After the storms that ravaged Alabama last week, many of us are feeling that we have been left without a song. Material things were lost but in time they can be replaced; but most importantly, lives were taken and those who survived have been altered forever. What do you say to an individual, a family, community, or state when they have experienced one of the worst storms in history? Possibly it can be found in the familiar story of Chippy the parakeet.
Chippy the parakeet never saw it coming. One second he was peacefully perched in his cage singing, when suddenly he was sucked in, washed up, and blown over. His problem began when his owner decided to clean his cage with a vacuum. She stuck the nozzle in to suck up the seeds and feathers that had collected at the bottom of the cage, when the phone rang. Instinctively Chippy’s owner turned to pick it up. She’d barely said ‘hello’ when – sswwwwPPPP! Chippy got sucked into the vacuum. Immediately Chippy’s owner gasped, dropped the phone, and turned off the vacuum. With her heart in her throat, she unzipped the bag. There was Chippy—stunned but still alive, covered with heavy black dust from head to toe. She grabbed him and rushed to the bathtub, turned on the faucet full blast and held Chippy under a torrent of ice-cold water, power-washing him clean. Then she did what any compassionate pet owner would do; she snatched up the hairdryer and blasted the wet, shivering little bird with hot air. Did Chippy survive? Yes, but he doesn’t sing much anymore. He just sits and stares a lot.

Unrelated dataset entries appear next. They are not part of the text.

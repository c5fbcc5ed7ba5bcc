use std::{collections::BTreeMap, path::Path, sync::Arc};

use anyhow::{bail, Context, Result};

use crate::{
    io::csv::{read_csv, text_column},
    map::{Level, ParentRef, UnitCode},
};

/// Maps a unit to its parent one level up.
pub trait Crosswalk {
    /// Level of the parents this crosswalk produces.
    fn parent_level(&self) -> Level;

    /// Parent of `code`, or `None` if the crosswalk has no entry.
    fn parent(&self, code: &UnitCode) -> Option<ParentRef>;
}

/// (prefecture code, prefecture name, block id, block name)
const PREF_BLOCK_ROWS: [(&str, &str, u8, &str); 47] = [
    ("01", "北海道", 1, "北海道"), ("02", "青森県", 2, "東北"), ("03", "岩手県", 2, "東北"),
    ("04", "宮城県", 2, "東北"), ("05", "秋田県", 2, "東北"), ("06", "山形県", 2, "東北"),
    ("07", "福島県", 2, "東北"), ("08", "茨城県", 3, "北関東"), ("09", "栃木県", 3, "北関東"),
    ("10", "群馬県", 3, "北関東"), ("11", "埼玉県", 3, "北関東"), ("12", "千葉県", 4, "南関東"),
    ("13", "東京都", 5, "東京"), ("14", "神奈川県", 4, "南関東"), ("15", "新潟県", 6, "北陸信越"),
    ("16", "富山県", 6, "北陸信越"), ("17", "石川県", 6, "北陸信越"), ("18", "福井県", 6, "北陸信越"),
    ("19", "山梨県", 7, "東海"), ("20", "長野県", 6, "北陸信越"), ("21", "岐阜県", 7, "東海"),
    ("22", "静岡県", 7, "東海"), ("23", "愛知県", 7, "東海"), ("24", "三重県", 7, "東海"),
    ("25", "滋賀県", 8, "近畿"), ("26", "京都府", 8, "近畿"), ("27", "大阪府", 8, "近畿"),
    ("28", "兵庫県", 8, "近畿"), ("29", "奈良県", 8, "近畿"), ("30", "和歌山県", 8, "近畿"),
    ("31", "鳥取県", 9, "中国"), ("32", "島根県", 9, "中国"), ("33", "岡山県", 9, "中国"),
    ("34", "広島県", 9, "中国"), ("35", "山口県", 9, "中国"), ("36", "徳島県", 10, "四国"),
    ("37", "香川県", 10, "四国"), ("38", "愛媛県", 10, "四国"), ("39", "高知県", 10, "四国"),
    ("40", "福岡県", 11, "九州"), ("41", "佐賀県", 11, "九州"), ("42", "長崎県", 11, "九州"),
    ("43", "熊本県", 11, "九州"), ("44", "大分県", 11, "九州"), ("45", "宮崎県", 11, "九州"),
    ("46", "鹿児島県", 11, "九州"), ("47", "沖縄県", 11, "九州"),
];

#[derive(Debug, Clone, PartialEq, Eq)]
struct PrefectureEntry {
    name: Arc<str>,
    block: ParentRef,
}

/// The district → prefecture → block master table.
///
/// Stored per prefecture; district rows only contribute their prefecture's
/// entry, since a district code's first two digits are its prefecture.
#[derive(Debug, Clone, Default)]
pub struct MasterCrosswalk {
    prefectures: BTreeMap<UnitCode, PrefectureEntry>,
}

impl MasterCrosswalk {
    /// The built-in 47-prefecture, 11-block table.
    pub fn embedded() -> Result<Self> {
        let mut master = Self::default();
        for (pref, pref_name, block, block_name) in PREF_BLOCK_ROWS {
            master.add_row(pref, pref_name, &block.to_string(), block_name)?;
        }
        Ok(master)
    }

    /// Read a `district_master.csv` with `pref_code`, `pref_name`, `block_id`
    /// and `block_name` columns. Any other columns are ignored.
    pub fn from_csv(path: &Path) -> Result<Self> {
        let df = read_csv(path, &["pref_code", "block_id"])?;
        let columns = ["pref_code", "pref_name", "block_id", "block_name"].iter()
            .map(|name| text_column(&df, name))
            .collect::<Result<Vec<_>>>()?;

        let mut master = Self::default();
        for i in 0..df.height() {
            let field = |c: usize| columns[c][i].as_deref()
                .with_context(|| format!("[aggregate::crosswalk] row {i}: empty {}", ["pref_code", "pref_name", "block_id", "block_name"][c]));
            master.add_row(field(0)?, field(1)?, field(2)?, field(3)?)
                .with_context(|| format!("[aggregate::crosswalk] Invalid master table: {}", path.display()))?;
        }
        Ok(master)
    }

    /// Add one row; a prefecture may appear many times but always with the same entry.
    fn add_row(&mut self, pref: &str, pref_name: &str, block: &str, block_name: &str) -> Result<()> {
        let code = UnitCode::normalize(Level::Prefecture, pref)?;
        let entry = PrefectureEntry {
            name: Arc::from(pref_name),
            block: ParentRef {
                code: UnitCode::normalize(Level::Block, block)?,
                name: Arc::from(block_name),
            },
        };
        match self.prefectures.get(&code) {
            Some(existing) if *existing != entry => bail!(
                "[aggregate::crosswalk] prefecture {code} maps to both {} {} and {} {}",
                existing.block.code, existing.block.name, entry.block.code, entry.block.name,
            ),
            Some(_) => {}
            None => { self.prefectures.insert(code, entry); }
        }
        Ok(())
    }

    #[inline] pub fn len(&self) -> usize { self.prefectures.len() }

    #[inline] pub fn is_empty(&self) -> bool { self.prefectures.is_empty() }

    pub fn prefecture_name(&self, code: &UnitCode) -> Option<&str> {
        self.prefectures.get(code).map(|entry| &*entry.name)
    }

    /// Prefecture → block view.
    #[inline] pub fn pref_to_block(&self) -> PrefToBlock<'_> { PrefToBlock { master: self } }

    /// District or municipality → prefecture view, by code prefix.
    #[inline] pub fn prefix(&self) -> PrefixCrosswalk<'_> { PrefixCrosswalk { master: self } }
}

/// Maps prefectures to proportional-representation blocks.
#[derive(Debug, Clone, Copy)]
pub struct PrefToBlock<'a> {
    master: &'a MasterCrosswalk,
}

impl Crosswalk for PrefToBlock<'_> {
    fn parent_level(&self) -> Level { Level::Block }

    fn parent(&self, code: &UnitCode) -> Option<ParentRef> {
        if code.level() != Level::Prefecture { return None }
        self.master.prefectures.get(code).map(|entry| entry.block.clone())
    }
}

/// Maps districts and municipalities to their prefecture by 2-digit code prefix.
#[derive(Debug, Clone, Copy)]
pub struct PrefixCrosswalk<'a> {
    master: &'a MasterCrosswalk,
}

impl Crosswalk for PrefixCrosswalk<'_> {
    fn parent_level(&self) -> Level { Level::Prefecture }

    fn parent(&self, code: &UnitCode) -> Option<ParentRef> {
        if !matches!(code.level(), Level::District | Level::Municipality) { return None }
        let pref = code.prefecture_prefix()?;
        let entry = self.master.prefectures.get(&pref)?;
        Some(ParentRef { code: pref, name: entry.name.clone() })
    }
}

#[cfg(test)]
mod tests {
    use super::*;
    use std::collections::BTreeSet;

    fn code(level: Level, raw: &str) -> UnitCode {
        UnitCode::normalize(level, raw).unwrap()
    }

    #[test]
    fn embedded_table_covers_47_prefectures_in_11_blocks() {
        let master = MasterCrosswalk::embedded().unwrap();
        assert_eq!(master.len(), 47);
        let blocks = master.prefectures.values().map(|e| e.block.code.clone()).collect::<BTreeSet<_>>();
        assert_eq!(blocks.len(), 11);
    }

    #[test]
    fn pref_to_block_lookup() {
        let master = MasterCrosswalk::embedded().unwrap();
        let tokyo = master.pref_to_block().parent(&code(Level::Prefecture, "13")).unwrap();
        assert_eq!(tokyo.code.as_str(), "05");
        assert_eq!(&*tokyo.name, "東京");
        let yamanashi = master.pref_to_block().parent(&code(Level::Prefecture, "19")).unwrap();
        assert_eq!(&*yamanashi.name, "東海");
    }

    #[test]
    fn prefix_lookup() {
        let master = MasterCrosswalk::embedded().unwrap();
        let parent = master.prefix().parent(&code(Level::Municipality, "27127")).unwrap();
        assert_eq!(parent.code.as_str(), "27");
        assert_eq!(&*parent.name, "大阪府");
        let parent = master.prefix().parent(&code(Level::District, "4701")).unwrap();
        assert_eq!(&*parent.name, "沖縄県");
        assert!(master.prefix().parent(&code(Level::Municipality, "48001")).is_none());
    }

    #[test]
    fn conflicting_rows_are_rejected() {
        let mut master = MasterCrosswalk::default();
        master.add_row("13", "東京都", "5", "東京").unwrap();
        master.add_row("13", "東京都", "5", "東京").unwrap();
        assert!(master.add_row("13", "東京都", "4", "南関東").is_err());
    }

    #[test]
    fn reads_district_master_csv() {
        let dir = tempfile::tempdir().unwrap();
        let path = dir.path().join("district_master.csv");
        std::fs::write(
            &path,
            "pref_code,district_num,district_code,district_name,pref_name,block_id,block_name\n\
             01,1,0101,北海道1区,北海道,1,北海道\n\
             01,2,0102,北海道2区,北海道,1,北海道\n\
             13,1,1301,東京1区,東京都,5,東京\n",
        ).unwrap();
        let master = MasterCrosswalk::from_csv(&path).unwrap();
        assert_eq!(master.len(), 2);
        assert_eq!(master.prefecture_name(&code(Level::Prefecture, "1")), Some("北海道"));
    }
}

Here is the good news. We all know that birds do not sing all of the time. I have never heard a bird singing during the storm. However, birds love to sing at the dawning of a new day. It is recorded in the Bible that “weeping may endure for a night but joy comes in the morning.” King Solomon said, “the time of singing of birds is come.” Although the storm may have taken possessions, it cannot take your song. We have our song everywhere we go. Storms will come, lightening will flash, and thunder will roll, but we won’t allow them to steal our song.